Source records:

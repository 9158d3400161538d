use async_graphql::Context;
use axum::http::header::SET_COOKIE;
use axum_extra::extract::cookie::{Cookie, SameSite};

/// Name of the cookie carrying the session token.
pub const SESSION_COOKIE: &str = "token";

pub fn session_cookie(token: String, lifetime_hours: i64) -> Cookie<'static> {
    Cookie::build((SESSION_COOKIE, token))
        .http_only(true)
        .path("/")
        .same_site(SameSite::Lax)
        .max_age(time::Duration::hours(lifetime_hours))
        .build()
}

pub fn cleared_session_cookie() -> Cookie<'static> {
    Cookie::build((SESSION_COOKIE, ""))
        .http_only(true)
        .path("/")
        .same_site(SameSite::Lax)
        .max_age(time::Duration::ZERO)
        .build()
}

pub(crate) fn set_session(ctx: &Context<'_>, token: String, lifetime_hours: i64) {
    ctx.append_http_header(SET_COOKIE, session_cookie(token, lifetime_hours).to_string());
}

pub(crate) fn clear_session(ctx: &Context<'_>) {
    ctx.append_http_header(SET_COOKIE, cleared_session_cookie().to_string());
}

#[cfg(test)]
mod tests {
    use super::*;

    #[test]
    fn session_cookie_is_http_only_for_a_year() {
        let header = session_cookie("abc".to_string(), 24 * 365).to_string();
        assert!(header.starts_with("token=abc"));
        assert!(header.contains("HttpOnly"));
        assert!(header.contains("Path=/"));
        assert!(header.contains("Max-Age=31536000"));
    }

    #[test]
    fn cleared_cookie_expires_immediately() {
        let header = cleared_session_cookie().to_string();
        assert!(header.starts_with("token=;"));
        assert!(header.contains("Max-Age=0"));
    }
}
/// Default storefront page size.
pub const DEFAULT_PAGE_SIZE: u64 = 4;

/// Upper bound on a single page.
pub const MAX_PAGE_SIZE: u64 = 100;

/// Offset/limit window over an ordered listing.
#[derive(Debug, Clone, Copy, PartialEq, Eq)]
pub struct PageWindow {
    pub skip: u64,
    pub first: u64,
}

impl PageWindow {
    /// Build a window from optional, possibly negative GraphQL arguments.
    pub fn from_args(skip: Option<i32>, first: Option<i32>) -> Self {
        let skip = skip.map_or(0, |s| s.max(0) as u64);
        let first = first
            .map_or(DEFAULT_PAGE_SIZE, |f| f.max(1) as u64)
            .min(MAX_PAGE_SIZE);
        Self { skip, first }
    }
}

impl Default for PageWindow {
    fn default() -> Self {
        Self {
            skip: 0,
            first: DEFAULT_PAGE_SIZE,
        }
    }
}

#[cfg(test)]
mod tests {
    use super::*;

    #[test]
    fn defaults_to_storefront_page() {
        assert_eq!(
            PageWindow::from_args(None, None),
            PageWindow { skip: 0, first: 4 }
        );
    }

    #[test]
    fn clamps_out_of_range_arguments() {
        assert_eq!(
            PageWindow::from_args(Some(-3), Some(0)),
            PageWindow { skip: 0, first: 1 }
        );
        assert_eq!(PageWindow::from_args(Some(8), Some(500)).first, MAX_PAGE_SIZE);
    }
}
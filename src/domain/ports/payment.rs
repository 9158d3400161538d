use async_trait::async_trait;

use crate::domain::DomainResult;

#[derive(Debug, Clone)]
pub struct ChargeRequest {
    /// Amount in the smallest currency unit.
    pub amount: i64,
    /// ISO 4217 code.
    pub currency: String,
    /// One-time payment token from the client.
    pub source: String,
    /// Replays with the same key must not charge twice.
    pub idempotency_key: String,
    pub description: Option<String>,
}

/// Confirmed charge as reported by the processor.
#[derive(Debug, Clone, PartialEq, Eq)]
pub struct Charge {
    pub id: String,
    /// Captured amount in minor units.
    pub amount: i64,
}

#[async_trait]
pub trait PaymentGateway: Send + Sync {
    /// Fails with `Upstream` on decline or transport failure.
    async fn charge(&self, request: ChargeRequest) -> DomainResult<Charge>;
}
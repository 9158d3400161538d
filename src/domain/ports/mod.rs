//! Outbound ports
//!
//! Contracts for the external collaborators the storefront calls:
//! the payment processor and the mail transport.

pub mod mail;
pub mod payment;

pub use mail::{MailMessage, Mailer};
pub use payment::{Charge, ChargeRequest, PaymentGateway};
use chrono::{DateTime, Utc};

/// Upper bound on a listing price in minor units (one billion in major units).
pub const MAX_PRICE: i64 = 100_000_000_000;

/// Product listing. Prices are integer minor units (cents).
#[derive(Clone, Debug, PartialEq)]
pub struct Item {
    pub id: String,
    pub title: String,
    pub description: String,
    pub image: Option<String>,
    pub large_image: Option<String>,
    pub price: i64,
    /// Creator of the listing.
    pub user_id: String,
    pub created_at: DateTime<Utc>,
    pub updated_at: DateTime<Utc>,
}

#[derive(Debug, Clone)]
pub struct NewItem {
    pub title: String,
    pub description: String,
    pub image: Option<String>,
    pub large_image: Option<String>,
    pub price: i64,
    pub user_id: String,
}

/// Partial update. The id is not part of the payload, so it can never change.
#[derive(Debug, Clone, Default)]
pub struct ItemChanges {
    pub title: Option<String>,
    pub description: Option<String>,
    pub image: Option<String>,
    pub large_image: Option<String>,
    pub price: Option<i64>,
}

impl ItemChanges {
    pub fn is_empty(&self) -> bool {
        self.title.is_none()
            && self.description.is_none()
            && self.image.is_none()
            && self.large_image.is_none()
            && self.price.is_none()
    }

    pub fn apply(self, item: &mut Item) {
        if let Some(title) = self.title {
            item.title = title;
        }
        if let Some(description) = self.description {
            item.description = description;
        }
        if let Some(image) = self.image {
            item.image = Some(image);
        }
        if let Some(large_image) = self.large_image {
            item.large_image = Some(large_image);
        }
        if let Some(price) = self.price {
            item.price = price;
        }
    }
}

/// Listing order for the item catalogue.
#[derive(Debug, Clone, Copy, PartialEq, Eq, Default)]
pub enum ItemOrder {
    #[default]
    CreatedAtDesc,
    CreatedAtAsc,
    PriceAsc,
    PriceDesc,
    TitleAsc,
    TitleDesc,
}

#[cfg(test)]
mod tests {
    use super::*;

    fn sample_item() -> Item {
        Item {
            id: "item-1".into(),
            title: "Wool socks".into(),
            description: "Warm".into(),
            image: None,
            large_image: None,
            price: 1500,
            user_id: "user-1".into(),
            created_at: Utc::now(),
            updated_at: Utc::now(),
        }
    }

    #[test]
    fn apply_touches_only_supplied_fields() {
        let mut item = sample_item();
        ItemChanges {
            title: Some("Merino socks".into()),
            ..Default::default()
        }
        .apply(&mut item);

        assert_eq!(item.id, "item-1");
        assert_eq!(item.title, "Merino socks");
        assert_eq!(item.description, "Warm");
        assert_eq!(item.price, 1500);
    }

    #[test]
    fn empty_changes_are_detected() {
        assert!(ItemChanges::default().is_empty());
        assert!(!ItemChanges {
            price: Some(0),
            ..Default::default()
        }
        .is_empty());
    }
}
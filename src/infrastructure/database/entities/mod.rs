//! Database entities module

pub mod cart_item;
pub mod item;
pub mod order;
pub mod order_item;
pub mod user;

pub use cart_item::Entity as CartItem;
pub use item::Entity as Item;
pub use order::Entity as Order;
pub use order_item::Entity as OrderItem;
pub use user::Entity as User;
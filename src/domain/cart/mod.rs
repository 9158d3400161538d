//! Cart aggregate: one row per (user, item) with a quantity.

pub mod model;
pub mod repository;

pub use model::{cart_total, CartItem, CartLine};
pub use repository::CartRepository;
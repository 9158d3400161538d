//! GraphQL output objects and enums.
//!
//! Domain types are wrapped rather than exposed directly so secrets
//! (password hash, reset token) never reach the schema.

use async_graphql::{Context, Enum, Object, SimpleObject, ID};
use chrono::{DateTime, Utc};

use super::error::GraphqlResultExt;
use super::{request_context, services};
use crate::application::{has_permission, Message};
use crate::domain::{
    CartItem, CartLine, DomainError, Item, ItemOrder, Order, OrderItem, OrderStatus, Permission,
    User,
};

// ── Enums ───────────────────────────────────────────────────────

#[derive(Enum, Copy, Clone, Debug, Eq, PartialEq)]
#[graphql(name = "Permission", rename_items = "UPPERCASE")]
pub enum PermissionTag {
    Admin,
    User,
    ItemCreate,
    ItemUpdate,
    ItemDelete,
    PermissionUpdate,
}

impl From<Permission> for PermissionTag {
    fn from(p: Permission) -> Self {
        match p {
            Permission::Admin => Self::Admin,
            Permission::User => Self::User,
            Permission::ItemCreate => Self::ItemCreate,
            Permission::ItemUpdate => Self::ItemUpdate,
            Permission::ItemDelete => Self::ItemDelete,
            Permission::PermissionUpdate => Self::PermissionUpdate,
        }
    }
}

impl From<PermissionTag> for Permission {
    fn from(p: PermissionTag) -> Self {
        match p {
            PermissionTag::Admin => Self::Admin,
            PermissionTag::User => Self::User,
            PermissionTag::ItemCreate => Self::ItemCreate,
            PermissionTag::ItemUpdate => Self::ItemUpdate,
            PermissionTag::ItemDelete => Self::ItemDelete,
            PermissionTag::PermissionUpdate => Self::PermissionUpdate,
        }
    }
}

#[derive(Enum, Copy, Clone, Debug, Eq, PartialEq, Default)]
pub enum ItemOrderBy {
    #[default]
    #[graphql(name = "createdAt_DESC")]
    CreatedAtDesc,
    #[graphql(name = "createdAt_ASC")]
    CreatedAtAsc,
    #[graphql(name = "price_ASC")]
    PriceAsc,
    #[graphql(name = "price_DESC")]
    PriceDesc,
    #[graphql(name = "title_ASC")]
    TitleAsc,
    #[graphql(name = "title_DESC")]
    TitleDesc,
}

impl From<ItemOrderBy> for ItemOrder {
    fn from(o: ItemOrderBy) -> Self {
        match o {
            ItemOrderBy::CreatedAtDesc => Self::CreatedAtDesc,
            ItemOrderBy::CreatedAtAsc => Self::CreatedAtAsc,
            ItemOrderBy::PriceAsc => Self::PriceAsc,
            ItemOrderBy::PriceDesc => Self::PriceDesc,
            ItemOrderBy::TitleAsc => Self::TitleAsc,
            ItemOrderBy::TitleDesc => Self::TitleDesc,
        }
    }
}

#[derive(Enum, Copy, Clone, Debug, Eq, PartialEq)]
#[graphql(name = "OrderStatus", rename_items = "UPPERCASE")]
pub enum OrderStatusTag {
    Pending,
    Paid,
    Failed,
}

impl From<OrderStatus> for OrderStatusTag {
    fn from(s: OrderStatus) -> Self {
        match s {
            OrderStatus::Pending => Self::Pending,
            OrderStatus::Paid => Self::Paid,
            OrderStatus::Failed => Self::Failed,
        }
    }
}

// ── Objects ─────────────────────────────────────────────────────

#[derive(SimpleObject)]
#[graphql(name = "Message")]
pub struct MessageObject {
    pub message: String,
}

impl From<Message> for MessageObject {
    fn from(m: Message) -> Self {
        Self { message: m.message }
    }
}

#[derive(SimpleObject)]
pub struct AggregateItem {
    pub count: u64,
}

#[derive(SimpleObject)]
pub struct ItemConnection {
    pub aggregate: AggregateItem,
}

pub struct UserObject(pub User);

#[Object(name = "User")]
impl UserObject {
    async fn id(&self) -> ID {
        ID(self.0.id.clone())
    }

    async fn name(&self) -> &str {
        &self.0.name
    }

    async fn email(&self) -> &str {
        &self.0.email
    }

    async fn permissions(&self) -> Vec<PermissionTag> {
        self.0.permissions.iter().copied().map(Into::into).collect()
    }

    /// Visible to the user themself and to ADMIN.
    async fn cart(&self, ctx: &Context<'_>) -> async_graphql::Result<Vec<CartItemObject>> {
        let caller = request_context(ctx)
            .user()
            .ok_or(DomainError::Unauthenticated)
            .gql()?;
        if caller.id != self.0.id {
            has_permission(caller, &[Permission::Admin]).gql()?;
        }
        let lines = services(ctx)?.cart.lines_for_user(&self.0.id).await.gql()?;
        Ok(lines.into_iter().map(CartItemObject::from).collect())
    }

    async fn created_at(&self) -> DateTime<Utc> {
        self.0.created_at
    }
}

pub struct ItemObject(pub Item);

#[Object(name = "Item")]
impl ItemObject {
    async fn id(&self) -> ID {
        ID(self.0.id.clone())
    }

    async fn title(&self) -> &str {
        &self.0.title
    }

    async fn description(&self) -> &str {
        &self.0.description
    }

    async fn image(&self) -> Option<&str> {
        self.0.image.as_deref()
    }

    async fn large_image(&self) -> Option<&str> {
        self.0.large_image.as_deref()
    }

    /// Minor units (cents).
    async fn price(&self) -> i64 {
        self.0.price
    }

    async fn user(&self, ctx: &Context<'_>) -> async_graphql::Result<Option<UserObject>> {
        let user = services(ctx)?.accounts.user_by_id(&self.0.user_id).await.gql()?;
        Ok(user.map(UserObject))
    }

    async fn created_at(&self) -> DateTime<Utc> {
        self.0.created_at
    }

    async fn updated_at(&self) -> DateTime<Utc> {
        self.0.updated_at
    }
}

/// A cart row; `item` is preloaded when it came from a cart listing.
pub struct CartItemObject {
    pub cart_item: CartItem,
    pub item: Option<Item>,
}

impl From<CartLine> for CartItemObject {
    fn from(line: CartLine) -> Self {
        Self {
            cart_item: line.cart_item,
            item: Some(line.item),
        }
    }
}

impl From<CartItem> for CartItemObject {
    fn from(cart_item: CartItem) -> Self {
        Self {
            cart_item,
            item: None,
        }
    }
}

#[Object(name = "CartItem")]
impl CartItemObject {
    async fn id(&self) -> ID {
        ID(self.cart_item.id.clone())
    }

    async fn quantity(&self) -> i32 {
        self.cart_item.quantity
    }

    /// `null` once the item has been deleted.
    async fn item(&self, ctx: &Context<'_>) -> async_graphql::Result<Option<ItemObject>> {
        if let Some(item) = &self.item {
            return Ok(Some(ItemObject(item.clone())));
        }
        let item = services(ctx)?
            .catalog
            .item(&self.cart_item.item_id)
            .await
            .gql()?;
        Ok(item.map(ItemObject))
    }
}

pub struct OrderItemObject(pub OrderItem);

#[Object(name = "OrderItem")]
impl OrderItemObject {
    async fn id(&self) -> ID {
        ID(self.0.id.clone())
    }

    async fn title(&self) -> &str {
        &self.0.title
    }

    async fn description(&self) -> &str {
        &self.0.description
    }

    async fn image(&self) -> Option<&str> {
        self.0.image.as_deref()
    }

    async fn large_image(&self) -> Option<&str> {
        self.0.large_image.as_deref()
    }

    async fn price(&self) -> i64 {
        self.0.price
    }

    async fn quantity(&self) -> i32 {
        self.0.quantity
    }
}

pub struct OrderObject(pub Order);

#[Object(name = "Order")]
impl OrderObject {
    async fn id(&self) -> ID {
        ID(self.0.id.clone())
    }

    async fn total(&self) -> i64 {
        self.0.total
    }

    async fn charge(&self) -> Option<&str> {
        self.0.charge.as_deref()
    }

    async fn status(&self) -> OrderStatusTag {
        self.0.status.into()
    }

    async fn items(&self) -> Vec<OrderItemObject> {
        self.0.items.iter().cloned().map(OrderItemObject).collect()
    }

    async fn user(&self, ctx: &Context<'_>) -> async_graphql::Result<Option<UserObject>> {
        let user = services(ctx)?.accounts.user_by_id(&self.0.user_id).await.gql()?;
        Ok(user.map(UserObject))
    }

    async fn created_at(&self) -> DateTime<Utc> {
        self.0.created_at
    }
}
//! Cross-cutting building blocks shared by every layer.

pub mod errors;
pub mod pagination;
pub mod retry;
pub mod shutdown;
pub mod time;

pub use errors::*;
pub use pagination::*;
pub use retry::*;
pub use shutdown::*;
pub use time::*;
//! # Sick Fits
//!
//! GraphQL backend for the Sick Fits storefront: catalog, accounts, cart and
//! checkout.
//!
//! ## Architecture
//!
//! The project follows Clean Architecture principles:
//!
//! - **domain**: Entities, permissions, repository and collaborator ports
//! - **application**: Use cases (accounts, catalog, cart, checkout) and authorization
//! - **infrastructure**: SeaORM persistence, in-memory store, crypto, Stripe, SMTP
//! - **interfaces**: GraphQL schema and the axum HTTP surface
//! - **shared**: Errors, pagination, retry, clock and shutdown signalling

pub mod application;
pub mod config;
pub mod domain;
pub mod infrastructure;
pub mod interfaces;
pub mod shared;

pub use config::{default_config_path, AppConfig, ConfigError};

pub use infrastructure::{init_database, DatabaseConfig, SeaOrmRepositoryProvider};

pub use interfaces::graphql::{build_schema, Services, StorefrontSchema};
pub use interfaces::http::{create_router, AppState};
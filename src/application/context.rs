use crate::domain::User;

/// Per-request caller identity, resolved once by the session middleware
/// before any resolver runs. Never mutated afterwards.
#[derive(Debug, Clone, Default)]
pub struct RequestContext {
    user: Option<User>,
}

impl RequestContext {
    pub const fn anonymous() -> Self {
        Self { user: None }
    }

    pub fn authenticated(user: User) -> Self {
        Self { user: Some(user) }
    }

    pub fn user(&self) -> Option<&User> {
        self.user.as_ref()
    }

    pub fn user_id(&self) -> Option<&str> {
        self.user.as_ref().map(|u| u.id.as_str())
    }

    pub fn is_authenticated(&self) -> bool {
        self.user.is_some()
    }
}
//! Credential primitives: session JWTs, bcrypt hashes, reset tokens.

pub mod jwt;
pub mod password;
pub mod reset_token;

pub use jwt::{create_token, verify_token, JwtConfig, SessionClaims, DEFAULT_JWT_SECRET};
pub use password::{hash_password, verify_password, PASSWORD_HASH_COST};
pub use reset_token::generate_reset_token;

What to work on: If a line above includes the string "skip", pick it out.

Expected answer:
    pub skip: u64,
    pub fn from_args(skip: Option<i32>, first: Option<i32>) -> Self {
        let skip = skip.map_or(0, |s| s.max(0) as u64);
        Self { skip, first }
            skip: 0,
            PageWindow { skip: 0, first: 4 }
            PageWindow { skip: 0, first: 1 }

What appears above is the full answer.